Save what comes out.

At this stage, the storage location doesn't matter.

The priority is that it exists as a file. (By the way, I put mine in a memo app called Obsidian. I'll talk about the reason in Chapter 5.)

The trick is not to aim for perfection.

You don't need to recover every single conversation.

Just pick up as much as you can, starting from "things that would take hours to recreate if they disappeared."

Even recovering just three will save you considerably.

Chapter 3: Must-Do ②. Have It Create a Handover Document for "Things It Was Sensing"

The chapter I want to convey most in this article is this one.

If you are working comfortably with Fable 5, a large number of "unwritten rules" have accumulated behind the scenes.

Your stylistic quirks. The boundary for "don't do this." The passing line for deliverables. The location of frequently used materials.

If you try to write these down yourself, you will almost certainly fail.

Because they are so obvious to you, you can't verbalize them.

However, you are an object of observation from the AI's perspective.

Because it's looking from the outside, it can verbalize them. So, have Fable 5 itself write it.

In the conversation you've been interacting in the longest, please paste this:

text
1You will soon be leaving this job.
2Please create a handover document for the successor AI (assuming it has weaker "sensing ability" than you).
3
4Based on our conversations so far, please write down what you have learned about me in the following categories:
5
6- The overall picture of my work (what kind of person I am)
7- My preferences (writing style, tone, format of deliverables)
8- Instructions I often give and their true meaning
9 (Example: When I say "do it nicely," what does that actually refer to?)
10- Things that must absolutely not be done
11- Criteria for passing deliverables (what kind of situation makes me say "OK")
12- Things I often forget to say and how to supplement them
13
14Rules:
15- Write only what could be confirmed in actual conversations. Do not fill in with speculation
16- For items you are not certain about, clearly state "unconfirmed"
17- Write with enough detail so that the successor AI can start working with the same quality from tomorrow just by reading this file

Be sure to read and check the handover document that comes out yourself.
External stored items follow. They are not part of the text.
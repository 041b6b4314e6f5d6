//! Error taxonomy of the kernel.
//!
//! Rate-limit rejections are not errors: they are an ordinary
//! [`Admission`](crate::limiter::Admission) outcome.

use serde::Serialize;

/// Failures of the persistence layer (journal, backing store).
#[derive(Debug, thiserror::Error)]
pub enum StoreError {
    #[error("journal I/O error: {0}")]
    Io(#[from] std::io::Error),
    #[error("journal serialization error: {0}")]
    Serialization(#[from] serde_json::Error),
    #[error("store unavailable: {0}")]
    Unavailable(String),
    #[error("unknown device: {0}")]
    UnknownDevice(String),
}

/// Startup configuration problems. All of them are fatal.
#[derive(Debug, thiserror::Error)]
pub enum ConfigError {
    #[error("cannot read config file {path}: {source}")]
    Read {
        path: String,
        #[source]
        source: std::io::Error,
    },
    #[error("invalid YAML config: {0}")]
    Parse(#[from] serde_yaml::Error),
    #[error("invalid value {value:?} for {key}")]
    Env { key: String, value: String },
    #[error("invalid configuration: {0}")]
    Invalid(String),
}

/// One rejected field of an inbound payload.
#[derive(Debug, Clone, PartialEq, Serialize)]
pub struct FieldError {
    pub loc: Vec<String>,
    pub msg: String,
    #[serde(rename = "type")]
    pub kind: String,
}

impl FieldError {
    pub fn new(loc: &[&str], msg: impl Into<String>, kind: &str) -> Self {
        Self {
            loc: loc.iter().map(|s| s.to_string()).collect(),
            msg: msg.into(),
            kind: kind.to_string(),
        }
    }
}

#[derive(Debug, thiserror::Error)]
pub enum KernelError {
    #[error("store operation `{operation}` failed: {source}")]
    Store {
        operation: &'static str,
        #[source]
        source: StoreError,
    },
    #[error("validation failed ({} field errors)", .0.len())]
    Validation(Vec<FieldError>),
}

impl KernelError {
    pub fn store(operation: &'static str) -> impl FnOnce(StoreError) -> KernelError {
        move |source| KernelError::Store { operation, source }
    }
}

#[cfg(test)]
mod tests {
    use super::*;

    #[test]
    fn test_store_error_carries_operation() {
        let err = KernelError::store("append_alerts")(StoreError::Unavailable("down".into()));
        assert_eq!(
            err.to_string(),
            "store operation `append_alerts` failed: store unavailable: down"
        );
    }

    #[test]
    fn test_field_error_serializes_type_key() {
        let fe = FieldError::new(&["body", "device_id"], "too long", "value_error");
        let v = serde_json::to_value(&fe).unwrap();
        assert_eq!(v["type"], "value_error");
        assert_eq!(v["loc"][1], "device_id");
    }
}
The AI's observation might be wrong.

But that's fine.

The act of correcting it by saying "this part is different" itself becomes the work of determining the rules of your job.

One more thing. If there is work you repeat every week or every month, ask in that conversation: "Make the instructions for this task into a prompt that can be used by copy-pasting so that another AI can reproduce it with the same quality. Attach one of your actual outputs this time as a sample."

The point is to "have it attach a sample."

With just a procedure manual, the result will fluctuate, but with a procedure manual with a sample, even a model with weak sensing ability will align itself with the sample.

Chapter 4: Must-Do ③. Do a "Rehearsal" of the Handover

This is something that can only be done during this period.

You won't know if the handover documents and instructions you made in Chapters 2 and 3 actually function until you actually try running them with another model.

And now, you can do this.

  1. Paste the instructions you made into Sonnet or Opus and have them execute it.
  2. Look at the result and note down where it deviated or where you were asked questions.
  3. Take that deviation back to Fable 5 and have it fix the instructions, saying "this part didn't get across."

This third step is important.

After the period ends, even if the instructions don't work well, the AI that can fix them won't be at hand (unless you pay extra).

The back-and-forth of "having the smart AI make the handover document, testing it with the weaker AI, and having the smart AI fix it" can only be done now when both are at hand.

You don't need to do it for all instructions. Just choose one job you use most often and do one round-trip; the precision of the handover will change completely.

As a bonus, this comparison produces another result.

You will know based on actual results the line of "Sonnet is enough for this job" and "I'll pay extra for Fable 5 for this." You can use this directly for your payment decision after the period ends.

Chapter 5: Two Rules to Automatically Preserve Future Work

Finally, here is a system so that future work doesn't end with "just putting it in the chat." There are only two rules.

Rule 1: Say "Make the current conclusion into a file and save it" at the end of the conversation.

In environments where the AI can directly create files like Claude Code or Cowork, decide on a save folder and have it write there.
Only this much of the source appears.